[[ SUPPLIED MATERIAL, beginning ]]
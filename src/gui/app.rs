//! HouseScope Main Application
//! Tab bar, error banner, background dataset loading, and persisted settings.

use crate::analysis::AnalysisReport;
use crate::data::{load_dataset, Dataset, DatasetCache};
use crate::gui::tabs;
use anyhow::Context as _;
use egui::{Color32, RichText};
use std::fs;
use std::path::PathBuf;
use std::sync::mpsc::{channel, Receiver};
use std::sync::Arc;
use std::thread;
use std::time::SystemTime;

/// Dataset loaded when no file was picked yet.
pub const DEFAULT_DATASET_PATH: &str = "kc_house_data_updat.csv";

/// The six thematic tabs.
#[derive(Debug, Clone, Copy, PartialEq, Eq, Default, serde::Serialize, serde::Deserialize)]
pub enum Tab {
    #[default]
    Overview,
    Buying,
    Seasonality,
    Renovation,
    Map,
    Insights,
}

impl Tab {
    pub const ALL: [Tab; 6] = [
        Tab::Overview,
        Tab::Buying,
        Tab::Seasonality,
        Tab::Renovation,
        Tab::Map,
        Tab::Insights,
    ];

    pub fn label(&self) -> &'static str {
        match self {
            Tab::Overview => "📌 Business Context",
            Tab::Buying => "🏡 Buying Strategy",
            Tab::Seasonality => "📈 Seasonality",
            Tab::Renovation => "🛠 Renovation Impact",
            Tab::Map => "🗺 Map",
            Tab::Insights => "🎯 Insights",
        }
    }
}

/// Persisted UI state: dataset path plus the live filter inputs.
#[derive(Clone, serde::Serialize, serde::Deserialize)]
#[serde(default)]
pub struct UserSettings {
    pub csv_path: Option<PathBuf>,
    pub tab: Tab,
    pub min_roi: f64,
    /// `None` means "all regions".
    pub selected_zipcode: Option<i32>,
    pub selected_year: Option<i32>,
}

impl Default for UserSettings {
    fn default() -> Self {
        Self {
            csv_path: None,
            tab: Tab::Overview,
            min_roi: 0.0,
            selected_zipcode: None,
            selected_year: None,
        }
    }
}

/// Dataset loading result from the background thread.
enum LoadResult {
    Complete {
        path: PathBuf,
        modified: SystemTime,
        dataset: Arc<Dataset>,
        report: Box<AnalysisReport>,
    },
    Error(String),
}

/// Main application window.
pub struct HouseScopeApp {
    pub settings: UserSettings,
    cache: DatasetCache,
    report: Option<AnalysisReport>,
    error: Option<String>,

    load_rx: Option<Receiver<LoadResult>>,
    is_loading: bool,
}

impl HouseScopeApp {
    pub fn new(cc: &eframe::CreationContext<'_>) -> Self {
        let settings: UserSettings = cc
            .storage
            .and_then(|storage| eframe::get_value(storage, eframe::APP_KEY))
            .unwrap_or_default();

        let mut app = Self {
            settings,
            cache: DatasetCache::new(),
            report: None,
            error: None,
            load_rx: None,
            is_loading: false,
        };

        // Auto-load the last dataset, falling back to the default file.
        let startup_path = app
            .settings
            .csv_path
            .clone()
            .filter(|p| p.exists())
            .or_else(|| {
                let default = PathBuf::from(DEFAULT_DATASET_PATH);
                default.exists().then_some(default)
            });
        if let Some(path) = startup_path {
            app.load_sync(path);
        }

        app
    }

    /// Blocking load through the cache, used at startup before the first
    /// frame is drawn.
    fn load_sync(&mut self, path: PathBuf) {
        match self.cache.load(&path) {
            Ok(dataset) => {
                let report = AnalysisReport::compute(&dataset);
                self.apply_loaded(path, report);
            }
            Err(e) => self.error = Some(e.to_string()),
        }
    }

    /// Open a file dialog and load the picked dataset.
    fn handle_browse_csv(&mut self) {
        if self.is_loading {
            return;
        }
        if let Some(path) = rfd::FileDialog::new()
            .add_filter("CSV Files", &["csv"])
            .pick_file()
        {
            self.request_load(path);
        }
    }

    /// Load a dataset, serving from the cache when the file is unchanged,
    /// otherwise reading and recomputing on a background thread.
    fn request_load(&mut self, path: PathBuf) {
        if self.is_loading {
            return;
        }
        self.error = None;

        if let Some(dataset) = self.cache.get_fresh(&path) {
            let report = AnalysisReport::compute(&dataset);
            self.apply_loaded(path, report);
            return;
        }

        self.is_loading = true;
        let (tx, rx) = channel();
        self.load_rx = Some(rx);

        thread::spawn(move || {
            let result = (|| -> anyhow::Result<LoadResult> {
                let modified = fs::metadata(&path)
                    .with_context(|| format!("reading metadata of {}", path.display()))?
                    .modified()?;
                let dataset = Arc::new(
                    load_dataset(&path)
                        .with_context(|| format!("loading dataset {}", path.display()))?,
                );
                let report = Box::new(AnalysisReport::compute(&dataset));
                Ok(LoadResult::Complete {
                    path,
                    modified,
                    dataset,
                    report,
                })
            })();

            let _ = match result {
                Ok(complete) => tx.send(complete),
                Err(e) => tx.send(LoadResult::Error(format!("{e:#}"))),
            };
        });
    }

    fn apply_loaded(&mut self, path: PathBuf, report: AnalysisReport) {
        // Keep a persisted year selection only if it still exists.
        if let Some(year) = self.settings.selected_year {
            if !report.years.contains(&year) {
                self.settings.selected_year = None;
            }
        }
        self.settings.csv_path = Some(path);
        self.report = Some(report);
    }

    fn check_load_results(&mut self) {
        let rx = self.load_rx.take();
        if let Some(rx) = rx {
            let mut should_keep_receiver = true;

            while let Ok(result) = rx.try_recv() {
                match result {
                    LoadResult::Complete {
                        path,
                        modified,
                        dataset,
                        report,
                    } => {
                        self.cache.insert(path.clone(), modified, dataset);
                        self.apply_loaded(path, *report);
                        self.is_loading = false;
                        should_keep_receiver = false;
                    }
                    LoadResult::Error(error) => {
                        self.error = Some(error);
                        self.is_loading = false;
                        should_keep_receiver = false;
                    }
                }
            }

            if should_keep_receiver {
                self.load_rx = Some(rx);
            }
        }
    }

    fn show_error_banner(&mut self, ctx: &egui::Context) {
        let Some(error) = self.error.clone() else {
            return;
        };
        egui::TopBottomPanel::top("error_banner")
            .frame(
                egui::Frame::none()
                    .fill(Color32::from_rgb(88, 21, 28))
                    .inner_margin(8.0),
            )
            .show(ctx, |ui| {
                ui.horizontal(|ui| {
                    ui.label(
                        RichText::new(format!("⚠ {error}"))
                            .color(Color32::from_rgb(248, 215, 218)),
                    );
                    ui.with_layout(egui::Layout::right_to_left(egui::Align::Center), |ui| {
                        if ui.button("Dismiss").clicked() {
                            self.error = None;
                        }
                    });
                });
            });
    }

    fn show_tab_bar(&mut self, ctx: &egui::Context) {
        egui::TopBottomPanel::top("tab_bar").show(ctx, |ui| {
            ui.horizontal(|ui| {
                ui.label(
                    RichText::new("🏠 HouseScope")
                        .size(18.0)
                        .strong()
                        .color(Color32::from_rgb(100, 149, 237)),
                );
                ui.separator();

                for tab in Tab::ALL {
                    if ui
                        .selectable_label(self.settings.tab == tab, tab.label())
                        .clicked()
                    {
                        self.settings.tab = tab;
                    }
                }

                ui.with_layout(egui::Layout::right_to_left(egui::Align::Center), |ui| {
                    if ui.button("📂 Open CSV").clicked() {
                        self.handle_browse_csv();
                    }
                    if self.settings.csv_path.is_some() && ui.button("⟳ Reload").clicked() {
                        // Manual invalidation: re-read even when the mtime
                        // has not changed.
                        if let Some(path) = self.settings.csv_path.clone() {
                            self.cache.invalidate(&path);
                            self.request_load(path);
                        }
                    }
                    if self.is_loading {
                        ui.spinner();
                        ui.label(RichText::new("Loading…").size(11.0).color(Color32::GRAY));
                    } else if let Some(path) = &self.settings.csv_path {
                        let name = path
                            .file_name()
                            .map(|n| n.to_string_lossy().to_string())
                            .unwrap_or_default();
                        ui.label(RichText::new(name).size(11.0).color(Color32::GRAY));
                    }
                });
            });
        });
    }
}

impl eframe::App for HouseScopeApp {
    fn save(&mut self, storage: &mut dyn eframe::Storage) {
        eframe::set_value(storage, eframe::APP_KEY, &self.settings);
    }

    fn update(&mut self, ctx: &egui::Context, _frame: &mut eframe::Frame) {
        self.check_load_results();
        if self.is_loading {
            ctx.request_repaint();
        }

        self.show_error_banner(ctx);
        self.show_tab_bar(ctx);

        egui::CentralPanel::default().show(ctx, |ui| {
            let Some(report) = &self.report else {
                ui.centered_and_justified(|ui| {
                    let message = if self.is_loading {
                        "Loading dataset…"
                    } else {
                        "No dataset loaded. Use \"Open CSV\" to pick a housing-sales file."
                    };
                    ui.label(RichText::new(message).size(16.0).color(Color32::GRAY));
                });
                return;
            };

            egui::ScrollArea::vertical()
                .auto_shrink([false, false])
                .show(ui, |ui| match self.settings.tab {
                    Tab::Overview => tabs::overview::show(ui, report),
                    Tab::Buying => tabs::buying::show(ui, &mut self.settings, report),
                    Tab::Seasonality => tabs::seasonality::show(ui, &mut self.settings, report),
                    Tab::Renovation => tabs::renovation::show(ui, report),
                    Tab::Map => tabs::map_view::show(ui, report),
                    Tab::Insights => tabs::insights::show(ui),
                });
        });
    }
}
[[ SUPPLIED MATERIAL, end ]]
→ THE PROBLEM
In the material above, how many lines include the word "SystemTime"? State that number alone.

→ RESPONSE TO THE TASK
2